Bankruptcy judge, United States Bankruptcy Court for the Southern District of New York
- In office 2002–2022

Personal details
- Born: c. 1957 United States
- Education: B.A., Yale University (1979), J.D., Columbia University School of Law (1984)
- Alma mater: Yale University, Columbia University School of Law
- Occupation: United States bankruptcy judge, partner at Paul, Weiss, Rifkind, Wharton & Garrison, adjunct professor
- Profession: Bankruptcy judge, attorney
- Known for: Presiding over high-profile corporate bankruptcies

= Robert D. Drain =

American judge

Robert D. Drain (born c. 1957) is a former United States bankruptcy judge of the United States Bankruptcy Court for the Southern District of New York who has presided at several high-profile corporate bankruptcies.

==Early life==
Drain received a B.A. degree cum laude with honors in 1979 from Yale University and J.D. in 1984 from Columbia University School of Law where he was a Harlan Fiske Stone Scholar for three years.

He was a partner in the bankruptcy department of the New York firm Paul, Weiss, Rifkind, Wharton & Garrison when he was appointed to be judge in 2002. He was also an adjunct professor of law at St.

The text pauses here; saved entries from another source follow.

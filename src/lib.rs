#![cfg_attr(not(feature = "std"), no_std)]
//! RFC 3986 URI parsing and manipulation.
//!
//! URLs are stored in a single canonical buffer with a component
//! position table, so reads are zero-copy and edits relocate the
//! neighboring components in place instead of reparsing. The query is
//! additionally editable as a sequence of params through
//! [`Url::encoded_params`].

#[cfg(not(feature = "std"))]
extern crate alloc;

// Compatibility layer for std/no_std
mod compat;

// Internal modules (not public API)
mod components;
mod error;
mod grammar;
mod ipv4;
mod ipv6;
mod params;
mod rfc;
mod segments;
mod storage;
mod url;
mod view;

/// RFC 3986 character classes
pub mod charset;

/// Percent-encoding and decoding
pub mod pct;

// Public API
pub use error::{ParseError, Result};
pub use params::{Param, Params, ParamsIter};
pub use rfc::{
    parse_absolute_uri, parse_authority, parse_origin_form, parse_path, parse_query,
    parse_relative_ref, parse_uri, parse_uri_reference, HostKind,
};
pub use segments::Segments;
pub use url::Url;
pub use view::{UriBase, UrlView};
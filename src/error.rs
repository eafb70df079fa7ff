/// Errors produced when parsing or editing a URL
#[derive(Debug, Clone, Copy, PartialEq, Eq)]
pub enum ParseError {
    /// Truncated or non-hexadecimal percent escape
    InvalidEncoding,
    /// Input byte not allowed by the grammar.
    /// `pos` is the offset of the offending byte, `rule` the name of the
    /// grammar rule that rejected it.
    Syntax { pos: usize, rule: &'static str },
    /// A scheme was required but the input has none
    MissingScheme,
    /// Raw NUL byte in the input
    IllegalNull,
    /// Port is not a sequence of decimal digits that fits in u16
    BadPort,
    /// Input or edit would exceed the maximum supported length
    Oversize,
}

impl core::fmt::Display for ParseError {
    fn fmt(&self, f: &mut core::fmt::Formatter<'_>) -> core::fmt::Result {
        match self {
            Self::InvalidEncoding => f.write_str("invalid percent encoding"),
            Self::Syntax { pos, rule } => {
                write!(f, "syntax error in {rule} at offset {pos}")
            }
            Self::MissingScheme => f.write_str("missing scheme"),
            Self::IllegalNull => f.write_str("illegal NUL byte"),
            Self::BadPort => f.write_str("invalid port"),
            Self::Oversize => f.write_str("input too large"),
        }
    }
}

#[cfg(feature = "std")]
impl std::error::Error for ParseError {}

/// Result type for URL parsing and editing operations
pub type Result<T> = core::result::Result<T, ParseError>;
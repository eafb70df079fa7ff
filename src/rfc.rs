//! RFC 3986 grammar rules and parse entry points.
//!
//! Each entry point validates its production over the whole input and
//! returns a [`UrlView`] whose component table indexes the input bytes.
//! Nothing is copied.

use crate::charset::{
    DIGIT, FRAGMENT, HEXDIG, IPV_FUTURE, PATH, QUERY, REG_NAME, SCHEME, SEGMENT_NZ_NC, USERINFO,
};
use crate::components::{Part, PartTable};
use crate::error::{ParseError, Result};
use crate::grammar::{char_set, delim, optional, pct_set, squelch, Reader, Rule};
use crate::view::{UriBase, UrlView};
use crate::{ipv4, ipv6};

/// Which URI production an entry point enforces
#[derive(Clone, Copy, PartialEq, Eq)]
enum RefKind {
    /// `URI-reference = URI / relative-ref`
    UriReference,
    /// `relative-ref` only: a scheme is a syntax error
    RelativeRef,
}

fn guard(input: &str) -> Result<()> {
    if input.len() > u32::MAX as usize {
        return Err(ParseError::Oversize);
    }
    if memchr::memchr(0, input.as_bytes()).is_some() {
        return Err(ParseError::IllegalNull);
    }
    Ok(())
}

/// Number of path segments. The empty path has none; `"/"` has one
/// (empty) segment; a leading slash does not add a segment of its own.
pub(crate) fn count_segments(path: &str) -> u32 {
    if path.is_empty() {
        return 0;
    }
    let rel = path.strip_prefix('/').unwrap_or(path);
    rel.split('/').count() as u32
}

/// Number of query params: one more than the number of `&` separators.
/// Only meaningful for a present query; `""` (a lone `?`) is one empty
/// param.
pub(crate) fn count_params(query: &str) -> u32 {
    1 + memchr::memchr_iter(b'&', query.as_bytes()).count() as u32
}

/// Parse a `URI-reference`
pub fn parse_uri_reference(input: &str) -> Result<UrlView<'_>> {
    guard(input)?;
    let table = parse_ref(input, RefKind::UriReference)?;
    Ok(UrlView::new(input, table))
}

/// Parse a `URI`: a URI-reference with a scheme
pub fn parse_uri(input: &str) -> Result<UrlView<'_>> {
    let view = parse_uri_reference(input)?;
    if !view.has_scheme() {
        return Err(ParseError::MissingScheme);
    }
    Ok(view)
}

/// Parse an `absolute-URI`: a URI without a fragment
pub fn parse_absolute_uri(input: &str) -> Result<UrlView<'_>> {
    let view = parse_uri(input)?;
    if view.has_fragment() {
        return Err(ParseError::Syntax {
            pos: view.table().offset(Part::Fragment) - 1,
            rule: "absolute-URI",
        });
    }
    Ok(view)
}

/// Parse a `relative-ref`: a URI-reference without a scheme
pub fn parse_relative_ref(input: &str) -> Result<UrlView<'_>> {
    guard(input)?;
    let table = parse_ref(input, RefKind::RelativeRef)?;
    Ok(UrlView::new(input, table))
}

/// Parse an `origin-form` request target: `absolute-path [ "?" query ]`
pub fn parse_origin_form(input: &str) -> Result<UrlView<'_>> {
    guard(input)?;
    let mut r = Reader::new(input.as_bytes());
    let mut t = PartTable::new();

    if r.peek() != Some(b'/') {
        return Err(ParseError::Syntax {
            pos: 0,
            rule: "origin-form",
        });
    }
    let path = r.take_while_pct(PATH)?;
    t.set(Part::Path, path.start, path.len());
    t.nsegments = count_segments(&input[path.start..path.end]);

    if r.eat(b'?') {
        let q = r.take_while_pct(QUERY)?;
        t.set(Part::Query, q.start, q.len());
        t.nparams = count_params(&input[q.start..q.end]);
    } else {
        t.set_absent(Part::Query, r.pos());
    }
    t.set_absent(Part::Fragment, r.pos());

    if r.has_remaining() {
        return Err(ParseError::Syntax {
            pos: r.pos(),
            rule: "origin-form",
        });
    }
    Ok(UrlView::new(input, t))
}

/// Parse an `authority` component alone:
/// `[ userinfo "@" ] host [ ":" port ]`
pub fn parse_authority(input: &str) -> Result<UrlView<'_>> {
    guard(input)?;
    let mut r = Reader::new(input.as_bytes());
    let mut t = PartTable::new();
    t.set_absent(Part::Scheme, 0);

    parse_authority_inner(&mut r, &mut t, input)?;
    t.set(Part::Path, r.pos(), 0);
    t.set_absent(Part::Query, r.pos());
    t.set_absent(Part::Fragment, r.pos());

    if r.has_remaining() {
        return Err(ParseError::Syntax {
            pos: r.pos(),
            rule: "authority",
        });
    }
    Ok(UrlView::new(input, t))
}

/// Parse a path alone (any of the RFC path variants)
pub fn parse_path(input: &str) -> Result<UrlView<'_>> {
    guard(input)?;
    let mut r = Reader::new(input.as_bytes());
    let mut t = PartTable::new();

    let path = r.take_while_pct(PATH)?;
    if r.has_remaining() {
        return Err(ParseError::Syntax {
            pos: r.pos(),
            rule: "path",
        });
    }
    t.set(Part::Path, path.start, path.len());
    t.nsegments = count_segments(input);
    t.set_absent(Part::Query, r.pos());
    t.set_absent(Part::Fragment, r.pos());
    Ok(UrlView::new(input, t))
}

/// Parse query content alone (no leading `?`).
/// The query is present on the resulting view, even when empty.
pub fn parse_query(input: &str) -> Result<UrlView<'_>> {
    guard(input)?;
    let mut r = Reader::new(input.as_bytes());
    let mut t = PartTable::new();
    t.set(Part::Path, 0, 0);

    let q = r.take_while_pct(QUERY)?;
    if r.has_remaining() {
        return Err(ParseError::Syntax {
            pos: r.pos(),
            rule: "query",
        });
    }
    t.set(Part::Query, q.start, q.len());
    t.nparams = count_params(input);
    t.set_absent(Part::Fragment, r.pos());
    Ok(UrlView::new(input, t))
}

/// The URI-reference driver
fn parse_ref(input: &str, kind: RefKind) -> Result<PartTable> {
    let bytes = input.as_bytes();
    let mut r = Reader::new(bytes);
    let mut t = PartTable::new();

    // scheme = ALPHA *( ALPHA / DIGIT / "+" / "-" / "." )
    let mut has_scheme = false;
    if kind == RefKind::UriReference {
        let span = r.take_while(SCHEME);
        if span.len() > 0 && r.peek() == Some(b':') {
            if !bytes[0].is_ascii_alphabetic() {
                return Err(ParseError::Syntax {
                    pos: 0,
                    rule: "scheme",
                });
            }
            t.set(Part::Scheme, 0, span.len());
            r.eat(b':');
            has_scheme = true;
        } else {
            r.rewind(0);
        }
    }
    if !has_scheme {
        t.set_absent(Part::Scheme, 0);
    }

    // hier-part / relative-part: authority comes after "//"
    let has_authority = r.eat_str("//");
    if has_authority {
        parse_authority_inner(&mut r, &mut t, input)?;
    } else {
        let anchor = r.pos();
        t.set_absent(Part::Userinfo, anchor);
        t.set_absent(Part::Host, anchor);
        t.set_absent(Part::Port, anchor);
    }

    // path
    let path_start = r.pos();
    if has_authority {
        // path-abempty: empty or beginning with "/"
        let span = r.take_while_pct(PATH)?;
        if span.len() > 0 && bytes[span.start] != b'/' {
            return Err(ParseError::Syntax {
                pos: span.start,
                rule: "path-abempty",
            });
        }
    } else if has_scheme || r.peek() == Some(b'/') {
        // path-absolute / path-rootless / path-empty
        r.take_while_pct(PATH)?;
    } else {
        // path-noscheme: the first segment must not contain ":"
        r.take_while_pct(SEGMENT_NZ_NC)?;
        if r.peek() == Some(b':') {
            return Err(ParseError::Syntax {
                pos: r.pos(),
                rule: "segment-nz-nc",
            });
        }
        r.take_while_pct(PATH)?;
    }
    t.set(Part::Path, path_start, r.pos() - path_start);
    t.nsegments = count_segments(&input[path_start..r.pos()]);

    // query
    if r.eat(b'?') {
        let span = r.take_while_pct(QUERY)?;
        t.set(Part::Query, span.start, span.len());
        t.nparams = count_params(&input[span.start..span.end]);
    } else {
        t.set_absent(Part::Query, r.pos());
    }

    // fragment
    let mut last_rule = if t.is_present(Part::Query) {
        "query"
    } else {
        "path"
    };
    if r.eat(b'#') {
        let frag_start = r.pos();
        r.take_while_pct(FRAGMENT)?;
        t.set(Part::Fragment, frag_start, r.pos() - frag_start);
        last_rule = "fragment";
    } else {
        t.set_absent(Part::Fragment, r.pos());
    }

    if r.has_remaining() {
        return Err(ParseError::Syntax {
            pos: r.pos(),
            rule: last_rule,
        });
    }
    Ok(t)
}

/// `authority = [ userinfo "@" ] host [ ":" port ]`
///
/// The reader sits right after the `//`; on success it rests at the
/// first byte after the authority (`/`, `?`, `#`, or end).
fn parse_authority_inner(r: &mut Reader<'_>, t: &mut PartTable, input: &str) -> Result<()> {
    let auth_start = r.pos();

    // Probe for userinfo: scan userinfo chars (which include ":") and
    // see whether an "@" terminates them.
    let probe = r.take_while_pct(USERINFO)?;
    if r.peek() == Some(b'@') {
        t.set(Part::Userinfo, probe.start, probe.len());
        r.eat(b'@');
    } else {
        r.rewind(auth_start);
        t.set_absent(Part::Userinfo, auth_start);
    }

    // host = IP-literal / IPv4address / reg-name
    let host_start = r.pos();
    if r.eat(b'[') {
        scan_ip_literal(r, input, host_start)?;
    } else {
        r.take_while_pct(REG_NAME)?;
    }
    t.set(Part::Host, host_start, r.pos() - host_start);

    // port = *DIGIT
    let port_rule = optional((squelch(delim(b':')), char_set("port", DIGIT, 0)));
    match port_rule.parse(r)? {
        Some(((), span)) => t.set(Part::Port, span.start, span.len()),
        None => t.set_absent(Part::Port, r.pos()),
    }
    Ok(())
}

/// Validate a bracketed IP literal. The reader sits right after `[`.
fn scan_ip_literal(r: &mut Reader<'_>, input: &str, lit_start: usize) -> Result<()> {
    let inner_start = r.pos();
    loop {
        match r.peek() {
            Some(b']') => break,
            // An unclosed bracket cannot extend past the authority
            Some(b'/') | Some(b'?') | Some(b'#') | None => {
                return Err(ParseError::Syntax {
                    pos: lit_start,
                    rule: "IP-literal",
                });
            }
            Some(_) => r.bump(),
        }
    }
    let inner = &input[inner_start..r.pos()];
    r.eat(b']');

    validate_ip_literal_inner(inner).map_err(|e| match e {
        ParseError::Syntax { rule, .. } => ParseError::Syntax {
            pos: lit_start,
            rule,
        },
        other => other,
    })
}

/// Validate the content of a bracketed IP literal
fn validate_ip_literal_inner(inner: &str) -> Result<()> {
    if inner.starts_with(['v', 'V']) {
        // IPvFuture = "v" 1*HEXDIG "." 1*( unreserved / sub-delims / ":" )
        let rule = (
            char_set("HEXDIG", HEXDIG, 1),
            delim(b'.'),
            char_set("IPvFuture", IPV_FUTURE, 1),
        );
        let mut vr = Reader::new(inner[1..].as_bytes());
        match rule.parse(&mut vr) {
            Ok(_) if !vr.has_remaining() => Ok(()),
            _ => Err(ParseError::Syntax {
                pos: 0,
                rule: "IPvFuture",
            }),
        }
    } else {
        ipv6::parse_ipv6(inner).map(|_| ())
    }
}

/// Validate that the whole input is drawn from `set` plus well-formed
/// percent escapes. Used by the encoded-component setters.
pub(crate) fn validate_component(
    s: &str,
    set: &'static crate::charset::CharSet,
    rule: &'static str,
) -> Result<()> {
    let mut r = Reader::new(s.as_bytes());
    pct_set(rule, set, 0).parse(&mut r)?;
    if r.has_remaining() {
        return Err(ParseError::Syntax {
            pos: r.pos(),
            rule,
        });
    }
    Ok(())
}

/// Validate a host for `set_encoded_host`: a bracketed IP literal or a
/// reg-name
pub(crate) fn validate_host(s: &str) -> Result<()> {
    if let Some(rest) = s.strip_prefix('[') {
        let inner = rest.strip_suffix(']').ok_or(ParseError::Syntax {
            pos: 0,
            rule: "IP-literal",
        })?;
        validate_ip_literal_inner(inner)
    } else {
        validate_component(s, REG_NAME, "reg-name")
    }
}

/// Host classification used by the views
#[derive(Debug, Clone, Copy, PartialEq, Eq)]
pub enum HostKind {
    /// A registered name (possibly empty)
    RegName,
    /// A dotted-decimal IPv4 address
    Ipv4,
    /// A bracketed IPv6 literal
    Ipv6,
    /// A bracketed IPvFuture literal
    IpvFuture,
}

/// Classify an already-validated host
pub(crate) fn classify_host(host: &str) -> HostKind {
    if host.starts_with('[') {
        if host[1..].starts_with(['v', 'V']) {
            HostKind::IpvFuture
        } else {
            HostKind::Ipv6
        }
    } else if ipv4::is_ipv4(host) {
        HostKind::Ipv4
    } else {
        HostKind::RegName
    }
}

John's University School of Law's LLM in Bankruptcy Program for several years and is an adjunct professor at the Pace University School of Law. He retired from the court in June 2022 and joined the Corporate Restructuring Group at the law firm Skadden, Arps, Slate, Meagher & Flom.

==Notable cases==
He has presided over the bankruptcies of:

- A&P
- Cenveo
- Christian Brothers
- Coudert Brothers
- Delphi Automotive
- Frontier Airlines
- Frontier Communications
- Hostess Brands
- Loral
- OneWeb
- Purdue Pharma, emerging into Harrington v. Purdue
- RCN
- Reader's Digest
- Refco
- Roust
- Sears Holdings Corporation
- Star Tribune
- Sungard
- Tops
- Windstream Holdings

In addition, he has presided over the ancillary or plenary cases involving foreign companies with United States connections, including Parmalat, Varig S.A., and Yukos.